//! Runtime core: the container and its lifecycle machinery.
//!
//! The only public API from this module is [`Container`] and its
//! [`ContainerBuilder`].
//!
//! Internal modules:
//! - [`controller`]: wraps one component, runs its callbacks and tracks its status;
//! - [`machine`]: walks the state table, runs each state's activity;
//! - [`container`]: registration, start/stop, status queries;
//! - [`terminator`]: the termination capability handed to components;
//! - [`shutdown`]: termination latch and OS signal handling.

mod builder;
mod container;
mod controller;
mod machine;
mod shutdown;
mod terminator;

pub use builder::ContainerBuilder;
pub use container::Container;
pub(crate) use terminator::Terminator;
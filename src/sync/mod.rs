//! Synchronization primitives used to coordinate shutdown.
//!
//! - [`Latch`] one-shot broadcast condition (async and blocking waits)
//! - [`Interrupted`] returned by the cancellable wait

mod latch;

pub use latch::{Interrupted, Latch};
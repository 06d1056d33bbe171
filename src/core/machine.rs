//! # Machine: drives the container through its states.
//!
//! Entering a state runs its activity over the components in the current
//! processing order, then follows the transition table until the machine parks
//! (`Running`) or lands on `Destroyed`.
//!
//! Processing order is registration order until dependency resolution
//! succeeds, the resolved order afterwards. Teardown walks the same order as
//! startup.

use std::sync::Arc;

use tokio::sync::watch;

use crate::components::ComponentContext;
use crate::core::controller::Controller;
use crate::events::{Bus, Event, EventKind};
use crate::lifecycle::{Outcome, Phase, State};
use crate::resolver::{Node, Resolver};

pub(crate) struct Machine {
    state: State,
    controllers: Vec<Arc<Controller>>,
    contexts: Vec<ComponentContext>,
    order: Vec<usize>,
    state_tx: watch::Sender<State>,
    bus: Bus,
}

impl Machine {
    pub(crate) fn new(state_tx: watch::Sender<State>, bus: Bus) -> Self {
        Self {
            state: State::New,
            controllers: Vec::new(),
            contexts: Vec::new(),
            order: Vec::new(),
            state_tx,
            bus,
        }
    }

    pub(crate) fn state(&self) -> State {
        self.state
    }

    /// Installs the sealed component set; `contexts[i]` belongs to `controllers[i]`.
    pub(crate) fn load(&mut self, controllers: Vec<Arc<Controller>>, contexts: Vec<ComponentContext>) {
        self.order = (0..controllers.len()).collect();
        self.controllers = controllers;
        self.contexts = contexts;
    }

    /// Runs from the current state until the machine parks or finishes.
    pub(crate) async fn drive(&mut self) -> State {
        while self.state != State::Running && !self.state.is_finished() {
            let outcome = self.activity().await;
            match self.state.next(outcome) {
                Some(next) => self.enter(next),
                None => break,
            }
        }
        self.state
    }

    /// Jumps to `state` (an explicit stop request), then drives.
    pub(crate) async fn drive_from(&mut self, state: State) -> State {
        self.enter(state);
        self.drive().await
    }

    fn enter(&mut self, state: State) {
        tracing::debug!(from = ?self.state, to = ?state, "container state changed");
        self.state = state;
        self.state_tx.send_replace(state);
        self.bus.publish(Event::state_changed(state));
    }

    async fn activity(&mut self) -> Outcome {
        match self.state {
            State::Initializing => self.run_phase(Phase::Init).await,
            State::Initialized => self.resolve(),
            State::Starting => self.run_phase(Phase::Start).await,
            State::Stopping => self.run_phase(Phase::Stop).await,
            State::Destroying => self.run_phase(Phase::Destroy).await,
            State::New | State::Started | State::Running | State::Stopped | State::Destroyed => {
                Outcome::Success
            }
        }
    }

    /// Calls `phase` on every component in processing order.
    ///
    /// Init and start abort on the first failure; teardown phases visit everyone.
    async fn run_phase(&self, phase: Phase) -> Outcome {
        for &idx in &self.order {
            let ctl = &self.controllers[idx];
            if let Err(err) = ctl.invoke(phase, &self.contexts[idx]).await {
                if phase.is_teardown() {
                    tracing::warn!(component = %ctl.id(), phase = %phase, error = %err.source, "teardown callback failed");
                } else {
                    tracing::error!(component = %ctl.id(), phase = %phase, error = %err.source, label = err.as_label(), "lifecycle callback failed");
                    return Outcome::Failure;
                }
            }
        }
        Outcome::Success
    }

    /// Computes the dependency order, replacing the registration order.
    fn resolve(&mut self) -> Outcome {
        let nodes: Vec<Arc<dyn Node>> = self
            .controllers
            .iter()
            .map(|c| Arc::clone(c) as Arc<dyn Node>)
            .collect();

        match Resolver::new(nodes).resolve() {
            Ok(order) => {
                let ids: Vec<&str> = order
                    .iter()
                    .map(|&i| self.controllers[i].id().as_str())
                    .collect();
                let joined = ids.join(",");
                tracing::debug!(order = %joined, "dependencies resolved");
                self.bus
                    .publish(Event::new(EventKind::DependenciesResolved).with_reason(joined));
                self.order = order;
                Outcome::Success
            }
            Err(err) => {
                tracing::error!(error = %err, label = err.as_label(), "dependency resolution failed");
                self.bus.publish(
                    Event::new(EventKind::ResolutionFailed)
                        .with_reason(err.as_label())
                        .with_error(err.to_string()),
                );
                Outcome::Failure
            }
        }
    }
}
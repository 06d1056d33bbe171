//! # Per-component lifecycle status.
//!
//! Values are strictly ordered; a component's status only ever moves forward.
//! ```text
//! New < Initializing < Initialized < Starting < Started
//!     < Stopping < Stopped < Destroying < Destroyed
//! ```
//! A component whose `init()` failed stays `Initializing` until teardown
//! moves it to `Destroying`/`Destroyed`; statuses may skip values but never go back.

/// Position of one component in its lifecycle.
#[derive(Debug, Clone, Copy, PartialEq, Eq, PartialOrd, Ord, Hash, Default)]
pub enum LifecycleStatus {
    /// Registered, nothing called yet.
    #[default]
    New,
    /// `init()` in progress (or failed).
    Initializing,
    /// `init()` succeeded.
    Initialized,
    /// `start()` in progress (or failed).
    Starting,
    /// `start()` succeeded.
    Started,
    /// `stop()` in progress.
    Stopping,
    /// `stop()` returned (errors included).
    Stopped,
    /// `destroy()` in progress.
    Destroying,
    /// `destroy()` returned (errors included).
    Destroyed,
}

impl LifecycleStatus {
    /// Returns true once `start()` has succeeded and teardown has not begun.
    pub fn is_started(self) -> bool {
        self == LifecycleStatus::Started
    }

    /// Returns a short stable label (snake_case).
    pub fn as_label(self) -> &'static str {
        match self {
            LifecycleStatus::New => "new",
            LifecycleStatus::Initializing => "initializing",
            LifecycleStatus::Initialized => "initialized",
            LifecycleStatus::Starting => "starting",
            LifecycleStatus::Started => "started",
            LifecycleStatus::Stopping => "stopping",
            LifecycleStatus::Stopped => "stopped",
            LifecycleStatus::Destroying => "destroying",
            LifecycleStatus::Destroyed => "destroyed",
        }
    }
}
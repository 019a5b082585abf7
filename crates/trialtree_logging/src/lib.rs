//! Logging setup for trialtree binaries.
//!
//! Two layers: a size-rotated file under the log directory that records at
//! the configured filter, and stderr, which stays at `warn` unless verbose.

mod rolling;

use anyhow::{Context, Result};
use rolling::SharedRollingWriter;
use std::fs;
use std::path::PathBuf;
use tracing_subscriber::{layer::SubscriberExt, util::SubscriberInitExt, EnvFilter, Layer};

pub const DEFAULT_LOG_FILTER: &str = "trialtree=info,trialtree_cli=info";
const MAX_LOG_FILES: usize = 5;
const MAX_LOG_FILE_SIZE: u64 = 10 * 1024 * 1024;

pub struct LogConfig<'a> {
    pub app_name: &'a str,
    /// Directory receiving `<app_name>.log` and its rotations
    pub log_dir: PathBuf,
    /// Mirror the file filter on stderr instead of `warn`
    pub verbose: bool,
    /// Replaces [`DEFAULT_LOG_FILTER`]; `RUST_LOG` still takes precedence
    pub filter: Option<&'a str>,
}

/// Resolve the file-layer filter: `RUST_LOG`, then the configured filter,
/// then the default.
fn file_filter(configured: Option<&str>) -> EnvFilter {
    EnvFilter::try_from_default_env().unwrap_or_else(|_| {
        EnvFilter::try_new(configured.unwrap_or(DEFAULT_LOG_FILTER))
            .unwrap_or_else(|_| EnvFilter::new(DEFAULT_LOG_FILTER))
    })
}

/// Install the global subscriber. Call once, early in `main`.
pub fn init_logging(config: LogConfig<'_>) -> Result<()> {
    fs::create_dir_all(&config.log_dir).with_context(|| {
        format!("Failed to create logs directory: {}", config.log_dir.display())
    })?;
    let file_writer = SharedRollingWriter::new(
        config.log_dir.clone(),
        config.app_name,
        MAX_LOG_FILES,
        MAX_LOG_FILE_SIZE,
    )
    .with_context(|| format!("Failed to open log file for {}", config.app_name))?;

    let file_filter = file_filter(config.filter);
    let console_filter = if config.verbose {
        file_filter.clone()
    } else {
        EnvFilter::new("warn")
    };

    tracing_subscriber::registry()
        .with(
            tracing_subscriber::fmt::layer()
                .with_writer(file_writer)
                .with_ansi(false)
                .with_filter(file_filter),
        )
        .with(
            tracing_subscriber::fmt::layer()
                .with_writer(std::io::stderr)
                .with_target(false)
                .with_filter(console_filter),
        )
        .try_init()
        .context("Failed to install tracing subscriber")?;

    Ok(())
}

#[cfg(test)]
mod tests {
    use super::*;

    #[test]
    fn bad_configured_filter_falls_back() {
        // Only meaningful when RUST_LOG is unset in the test environment
        if std::env::var("RUST_LOG").is_ok() {
            return;
        }
        let filter = file_filter(Some("trialtree=loudest"));
        assert_eq!(filter.to_string(), EnvFilter::new(DEFAULT_LOG_FILTER).to_string());
    }
}
//! Configuration for trialtree sessions and the CLI

use crate::error::{Result, TrialTreeError};
use serde::{Deserialize, Serialize};
use std::path::{Path, PathBuf};

/// Main configuration, stored as TOML
#[derive(Debug, Clone, PartialEq, Serialize, Deserialize)]
pub struct TrialTreeConfig {
    /// Local directory used as the object store
    #[serde(default = "default_store_root")]
    pub store_root: String,

    /// Maximum listings fetched at once when resolving scheduled fetches
    #[serde(default = "default_fetch_concurrency")]
    pub fetch_concurrency: usize,

    /// Tracing filter overriding the built-in default (RUST_LOG still wins)
    #[serde(default)]
    pub log_filter: Option<String>,
}

fn default_store_root() -> String {
    trialtree_home()
        .join("store")
        .to_string_lossy()
        .to_string()
}

fn default_fetch_concurrency() -> usize {
    8
}

impl Default for TrialTreeConfig {
    fn default() -> Self {
        Self {
            store_root: default_store_root(),
            fetch_concurrency: default_fetch_concurrency(),
            log_filter: None,
        }
    }
}

/// Trialtree home directory: `$TRIALTREE_HOME` or `~/.trialtree`
pub fn trialtree_home() -> PathBuf {
    if let Ok(override_path) = std::env::var("TRIALTREE_HOME") {
        return PathBuf::from(override_path);
    }
    dirs::home_dir()
        .unwrap_or_else(|| PathBuf::from("."))
        .join(".trialtree")
}

/// Default config file location: `~/.trialtree/config.toml`
pub fn default_config_path() -> PathBuf {
    trialtree_home().join("config.toml")
}

impl TrialTreeConfig {
    /// Load configuration from a TOML file
    pub fn load(path: &Path) -> Result<Self> {
        let content = std::fs::read_to_string(path)?;
        let config: TrialTreeConfig =
            toml::from_str(&content).map_err(|e| TrialTreeError::Config(e.to_string()))?;
        if config.fetch_concurrency == 0 {
            return Err(TrialTreeError::Config(
                "fetch_concurrency must be at least 1".to_string(),
            ));
        }
        Ok(config)
    }

    /// Load from `path` when it exists, otherwise fall back to defaults.
    pub fn load_or_default(path: &Path) -> Result<Self> {
        if path.exists() {
            Self::load(path)
        } else {
            Ok(Self::default())
        }
    }

    /// Save configuration to a TOML file
    pub fn save(&self, path: &Path) -> Result<()> {
        let content =
            toml::to_string_pretty(self).map_err(|e| TrialTreeError::Config(e.to_string()))?;
        if let Some(parent) = path.parent() {
            std::fs::create_dir_all(parent)?;
        }
        std::fs::write(path, content)?;
        Ok(())
    }
}
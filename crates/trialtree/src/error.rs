//! Error types for trialtree storage, session and configuration code.
//!
//! The classifier, aggregator and projector never fail: missing data is
//! reported structurally as `loading`. Only the storage collaborator, the
//! mutation helpers and configuration loading return these errors.

use std::io;
use thiserror::Error;

/// Trialtree error type
#[derive(Error, Debug)]
pub enum TrialTreeError {
    #[error("IO error: {0}")]
    Io(#[from] io::Error),

    #[error("JSON error: {0}")]
    Json(#[from] serde_json::Error),

    #[error("Walk error: {0}")]
    Walk(#[from] walkdir::Error),

    #[error("Background task failed: {0}")]
    Join(#[from] tokio::task::JoinError),

    #[error("Config error: {0}")]
    Config(String),

    #[error("Object not found: {0}")]
    NotFound(String),

    #[error("Invalid key '{key}': {reason}")]
    InvalidKey { key: String, reason: String },

    #[error("Unsupported marker file '{0}' (expected .c3d, .trc or .mot)")]
    UnsupportedMarkerFile(String),

    #[error("Storage error: {0}")]
    Storage(String),
}

impl TrialTreeError {
    pub fn invalid_key(key: impl Into<String>, reason: impl Into<String>) -> Self {
        Self::InvalidKey {
            key: key.into(),
            reason: reason.into(),
        }
    }
}

/// Result type alias
pub type Result<T> = std::result::Result<T, TrialTreeError>;
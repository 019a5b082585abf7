//! Mutating commands: mkdataset, mksubject, mktrial, rm

use super::context::Context;
use super::output::print_json;
use anyhow::{Context as _, Result};
use serde_json::json;
use std::path::Path;
use std::time::Duration;
use tracing::warn;

/// How long `mktrial` waits for background uploads before exiting anyway
const UPLOAD_WAIT: Duration = Duration::from_secs(300);
const UPLOAD_POLL: Duration = Duration::from_millis(25);

fn report(ctx: &Context, action: &str, path: &str) -> Result<()> {
    if ctx.json {
        print_json(&json!({ "action": action, "path": path }))
    } else {
        println!("{} {}", action, path);
        Ok(())
    }
}

pub async fn mkdataset(ctx: &Context, path: &str) -> Result<()> {
    ctx.session
        .create_dataset(path)
        .await
        .with_context(|| format!("Failed to create dataset {}", path))?;
    report(ctx, "created dataset", path)
}

pub async fn mksubject(ctx: &Context, path: &str) -> Result<()> {
    ctx.session
        .create_subject(path)
        .await
        .with_context(|| format!("Failed to create subject {}", path))?;
    report(ctx, "created subject", path)
}

/// Create the trial, then stay alive until its uploads have finished.
pub async fn mktrial(
    ctx: &Context,
    subject: &str,
    name: &str,
    markers: Option<&Path>,
    grf: Option<&Path>,
) -> Result<()> {
    let trial = ctx
        .session
        .create_trial(subject, name, markers, grf)
        .await
        .with_context(|| format!("Failed to create trial {} under {}", name, subject))?;

    let state = ctx.session.view_state(subject);
    let waited = tokio::time::timeout(UPLOAD_WAIT, async {
        while state.uploads_in_flight() > 0 {
            tokio::time::sleep(UPLOAD_POLL).await;
        }
    })
    .await;
    if waited.is_err() {
        warn!(
            trial = %trial,
            pending = state.uploads_in_flight(),
            "gave up waiting for uploads"
        );
    }
    report(ctx, "created trial", &trial)
}

pub async fn rm(ctx: &Context, path: &str) -> Result<()> {
    let removed = ctx
        .session
        .delete_folder(path)
        .await
        .with_context(|| format!("Failed to delete {}", path))?;
    if ctx.json {
        print_json(&json!({ "action": "deleted", "path": path, "objects": removed }))
    } else {
        println!("deleted {} ({} objects)", path, removed);
        Ok(())
    }
}
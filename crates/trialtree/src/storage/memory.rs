//! In-memory object store, ordered by key.

use super::ObjectStore;
use crate::error::{Result, TrialTreeError};
use crate::paths;
use crate::types::Listing;
use async_trait::async_trait;
use std::collections::BTreeMap;
use std::path::Path;
use tokio::sync::RwLock;

#[derive(Debug, Default)]
pub struct MemoryObjectStore {
    objects: RwLock<BTreeMap<String, Vec<u8>>>,
}

impl MemoryObjectStore {
    pub fn new() -> Self {
        Self::default()
    }

    /// Store pre-populated with the given keys (empty contents).
    pub fn with_keys<'a, I>(keys: I) -> Self
    where
        I: IntoIterator<Item = &'a str>,
    {
        let objects = keys
            .into_iter()
            .map(|k| (paths::strip_leading(k).to_string(), Vec::new()))
            .collect();
        Self {
            objects: RwLock::new(objects),
        }
    }

    pub async fn keys(&self) -> Vec<String> {
        self.objects.read().await.keys().cloned().collect()
    }

    pub async fn contains(&self, key: &str) -> bool {
        self.objects
            .read()
            .await
            .contains_key(paths::strip_leading(key))
    }
}

#[async_trait]
impl ObjectStore for MemoryObjectStore {
    async fn list(&self, prefix: &str, recursive: bool) -> Result<Listing> {
        let dir = paths::dir_key(prefix);
        let objects = self.objects.read().await;
        let keys = objects
            .range(dir.clone()..)
            .map(|(key, _)| key.as_str())
            .take_while(|key| key.starts_with(dir.as_str()));
        Ok(Listing::from_keys(&dir, keys, recursive))
    }

    async fn upload_text(&self, key: &str, content: &str) -> Result<()> {
        self.objects
            .write()
            .await
            .insert(paths::strip_leading(key).to_string(), content.as_bytes().to_vec());
        Ok(())
    }

    async fn upload_file(&self, key: &str, source: &Path) -> Result<()> {
        let bytes = tokio::fs::read(source).await?;
        self.objects
            .write()
            .await
            .insert(paths::strip_leading(key).to_string(), bytes);
        Ok(())
    }

    async fn delete_by_prefix(&self, prefix: &str) -> Result<usize> {
        let dir = paths::dir_key(prefix);
        let mut objects = self.objects.write().await;
        let before = objects.len();
        objects.retain(|key, _| !key.starts_with(dir.as_str()));
        Ok(before - objects.len())
    }

    async fn download_text(&self, key: &str) -> Result<String> {
        let key = paths::strip_leading(key);
        let objects = self.objects.read().await;
        let bytes = objects
            .get(key)
            .ok_or_else(|| TrialTreeError::NotFound(key.to_string()))?;
        String::from_utf8(bytes.clone())
            .map_err(|e| TrialTreeError::Storage(format!("{}: {}", key, e)))
    }
}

------------------------

**TASK REQUIREMENTS**
In the material above, transcribe exactly the lines beginning at the one with "Per-component lifecycle status." and ending at the one with "never go back.", both included.

**WRITTEN ANSWER**
//! # Per-component lifecycle status.
//!
//! Values are strictly ordered; a component's status only ever moves forward.
//! ```text
//! New < Initializing < Initialized < Starting < Started
//!     < Stopping < Stopped < Destroying < Destroyed
//! ```
//! A component whose `init()` failed stays `Initializing` until teardown
//! moves it to `Destroying`/`Destroyed`; statuses may skip values but never go back.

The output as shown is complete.